The mice were fasted for 12–14 h before being killed. For fractionation of adipose tissue, freshly isolated epididymal fat pads were dissected, minced in phosphate-buffered saline with 1% bovine serum albumin, and then incubated with 0.05 mg/ml Liberase TM (Roche, Indianapolis, IN, USA) and 50 units/ml DNase I (Sigma-Aldrich, St Louis, MO, USA) for 45 min at 37 °C in an orbital shaker with intermittent pipetting. The digested samples were filtered through a sterile 250-μm nylon mesh, after which the suspension was centrifuged at 1,000 g for 5 min to separate the adipocyte fraction from the stromal vascular fraction.
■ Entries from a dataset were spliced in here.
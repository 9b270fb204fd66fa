use poise::serenity_prelude as serenity;

/// Default embed color used across the bot UI.
pub const DEFAULT_EMBED_COLOR: u32 = 0x34_98_DB;
/// Color for refusals, disabled features and destructive outcomes.
pub const DENIED_EMBED_COLOR: u32 = 0xE7_4C_3C;
/// Color for closed or expired interactive messages.
pub const MUTED_EMBED_COLOR: u32 = 0x95_A5_A6;
/// Color for expiry notices.
pub const EXPIRED_EMBED_COLOR: u32 = 0xE6_7E_22;

/// Discord rejects embed field values longer than this.
pub const EMBED_FIELD_MAX_CHARS: usize = 1024;

/// Titled embed with the default styling.
pub fn notice_embed(title: &str, description: impl Into<String>) -> serenity::CreateEmbed {
    serenity::CreateEmbed::new()
        .title(title.to_owned())
        .color(DEFAULT_EMBED_COLOR)
        .description(description)
}

/// Titled embed used to refuse an action.
pub fn denied_embed(title: &str, description: impl Into<String>) -> serenity::CreateEmbed {
    notice_embed(title, description).color(DENIED_EMBED_COLOR)
}
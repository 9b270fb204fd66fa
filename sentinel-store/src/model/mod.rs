pub mod feature;

pub use feature::Feature;
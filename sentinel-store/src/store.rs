use std::collections::HashMap;
use std::path::{Path, PathBuf};
use std::sync::Arc;

use tokio::sync::Mutex;
use tracing::{debug, error, info, warn};

use crate::flags::FeatureFlags;
use crate::model::Feature;
use crate::persist::{JsonFileStore, StoredConfig};

type GuildSlot = Arc<Mutex<Option<FeatureFlags>>>;

/// Shared handle to the per-guild feature flag registry.
///
/// Entries are populated lazily on first use and stay resident for the
/// lifetime of the process. Every operation on a guild holds that guild's
/// lock until its file write has finished, so toggles on the same guild are
/// applied one at a time.
#[derive(Clone, Debug)]
pub struct ConfigStore {
    inner: Arc<StoreInner>,
}

#[derive(Debug)]
struct StoreInner {
    files: JsonFileStore,
    guilds: Mutex<HashMap<u64, GuildSlot>>,
}

impl ConfigStore {
    /// Create a store rooted at `dir`. The directory is created on first write.
    pub fn new(dir: impl Into<PathBuf>) -> Self {
        Self {
            inner: Arc::new(StoreInner {
                files: JsonFileStore::new(dir),
                guilds: Mutex::new(HashMap::new()),
            }),
        }
    }

    pub fn root(&self) -> &Path {
        self.inner.files.root()
    }

    /// Location of a guild's config file.
    pub fn path_for(&self, guild_id: u64) -> PathBuf {
        self.inner.files.path_for(guild_id)
    }

    /// Current flags for a guild, hydrating from disk on first access.
    ///
    /// Never fails: unreadable or corrupt files degrade to defaults.
    pub async fn load(&self, guild_id: u64) -> FeatureFlags {
        let slot = self.slot(guild_id).await;
        let mut resident = slot.lock().await;

        if let Some(flags) = resident.as_ref() {
            return flags.clone();
        }

        let flags = self.hydrate(guild_id).await;
        *resident = Some(flags.clone());
        flags
    }

    /// Re-read a guild's file even if it is already resident, picking up
    /// edits made outside the process.
    pub async fn reload(&self, guild_id: u64) -> FeatureFlags {
        let slot = self.slot(guild_id).await;
        let mut resident = slot.lock().await;

        let flags = self.hydrate(guild_id).await;
        *resident = Some(flags.clone());
        flags
    }

    /// Flip a feature by storage key and persist it.
    ///
    /// Returns the new value, or `None` without touching anything when `name`
    /// is not a canonical feature.
    pub async fn toggle(&self, guild_id: u64, name: &str) -> Option<bool> {
        let feature = Feature::from_key(name)?;
        Some(self.toggle_feature(guild_id, feature).await)
    }

    /// Flip a canonical feature and persist it, returning the new value.
    pub async fn toggle_feature(&self, guild_id: u64, feature: Feature) -> bool {
        let slot = self.slot(guild_id).await;
        let mut resident = slot.lock().await;

        let mut flags = match resident.take() {
            Some(flags) => flags,
            None => self.hydrate(guild_id).await,
        };
        let enabled = flags.toggle(feature);
        self.save(&flags).await;
        *resident = Some(flags);

        enabled
    }

    pub async fn is_enabled(&self, guild_id: u64, feature: Feature) -> bool {
        self.load(guild_id).await.is_enabled(feature)
    }

    async fn slot(&self, guild_id: u64) -> GuildSlot {
        let mut guilds = self.inner.guilds.lock().await;
        guilds.entry(guild_id).or_default().clone()
    }

    async fn hydrate(&self, guild_id: u64) -> FeatureFlags {
        let files = &self.inner.files;

        let flags = match files.read(guild_id).await {
            StoredConfig::Loaded { flags, backfilled } => {
                if !backfilled.is_empty() {
                    let keys: Vec<&str> = backfilled.iter().map(|feature| feature.key()).collect();
                    info!(guild_id, ?keys, "backfilled missing feature flags with defaults");
                }
                flags
            }
            StoredConfig::Missing => {
                debug!(guild_id, "no stored config; starting from defaults");
                FeatureFlags::defaults(guild_id)
            }
            StoredConfig::Unreadable(source) => {
                error!(?source, guild_id, "failed to read guild config; using defaults");
                FeatureFlags::defaults(guild_id)
            }
            StoredConfig::Corrupt(source) => {
                error!(?source, guild_id, "guild config is not a valid JSON object; using defaults");
                match files.quarantine(guild_id).await {
                    Ok(moved_to) => {
                        warn!(guild_id, moved_to = %moved_to.display(), "kept a copy of the corrupt config")
                    }
                    Err(e) => warn!(?e, guild_id, "failed to keep a copy of the corrupt config"),
                }
                FeatureFlags::defaults(guild_id)
            }
        };

        self.save(&flags).await;
        flags
    }

    /// Write the full mapping for `flags`. Callers hold the guild's lock.
    ///
    /// A failed write is logged; the in-memory value still wins for the rest
    /// of the process lifetime.
    async fn save(&self, flags: &FeatureFlags) {
        if let Err(e) = self.inner.files.write(flags).await {
            error!(?e, guild_id = flags.guild_id(), "failed to save guild config");
        }
    }
}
The genotypes of the mice and the effects of Cre-mediated recombination were assessed by PCR using genomic DNA harvested from the tail tips and various other tissues of mutant mice. To examine tissue-specific deletion of BDNF or TrkB in CKO mice, we analyzed male mice homozygous for the floxed allele with one copy of the Cre recombinase transgene (CKO), littermate mice homozygous for the floxed allele without the Cre recombinase transgene (littermate controls), and wild-type C57BL/6 mice using the following primers: Cre recombinase, 5′-GTTCGCAAGAACCTGATGGACA-3′ and 5′-CTAGAGCCTGTTTTGCACGTTC-3′; wild-type or floxed Bdnf allele, 5'-TGTGATTGTGTTTCTGGTGAC-3′, 5′-GATACATCATGGGCAGTGGA-3′; wild-type or floxed Ntrk2 allele, 5′-ATGTACTCGTTCTACAAATCCTGC-3′, 5′-TCCAGACACATACACGTGCGTGC-3′, and 5′-CAAGAAGTCAGAGACCAGAGAGA-3′.

RNA analysis

Total RNA was extracted from adipose tissue by using an RNeasy Plus Universal kit (Qiagen, Valencia, CA, USA) and was extracted from other tissues with RNA-Bee (Molecular Research Center, Cincinnati, OH, USA). Then reverse transcription was performed by using a QuantiTect reverse transcription kit (Qiagen), and real-time PCR was done with a LightCycler (Roche), the Taqman Universal Probe Library, and Light Cycler Master (Roche) according to the manufacturer’s instructions. For normalization of gene expression, 36B4 mRNA was used as the internal control. Data were analyzed by the 2−1ΔΔCT method. The following primers were used: 36B4, forward 5′-GATGCCCAGGGAAGACAG-3′, reverse 5′-ACAATGAAGCATTTTGGATAATCA-3′; Bdnf, forward 5′-GCCTTTGGAGCCTCCTCTAC-3′, reverse 5′-GCGGCATCCAGGTAATTTT-3′; Ntrk2, forward 5′-CGAACCTGCAGATACCCAAT-3′, reverse 5′-TGCAGGAAAGGGTCACAGA-3′; Ntrk2-tk, forward 5′-TTCTGCCTGCTGGTGATGT-3′, reverse 5′-TCCAGTGGGATCTTATGAAACA-3′, Lep, forward 5′-CAGGATCAATGACATTTCACACA-3′, reverse 5′-GCTGGTGAGGACCTGTTGAT-3′; Adipoq, forward 5′-CAGGCATCCCAGGACATT-3′, reverse 5′-ACCCTTAGGACCAAGAAGACCT-3′; Emr, forward 5′-GGAGGACTTCTCCAAGCCTATT-3′, reverse 5′-AGGCCTCTCAGACTTCTGCTT-3′; Tnf, forward 5′-TGCCTATGTCTCAGCCTCTTC-3′, reverse 5′-GAGGCCATTTGGGAACTTCT-3′.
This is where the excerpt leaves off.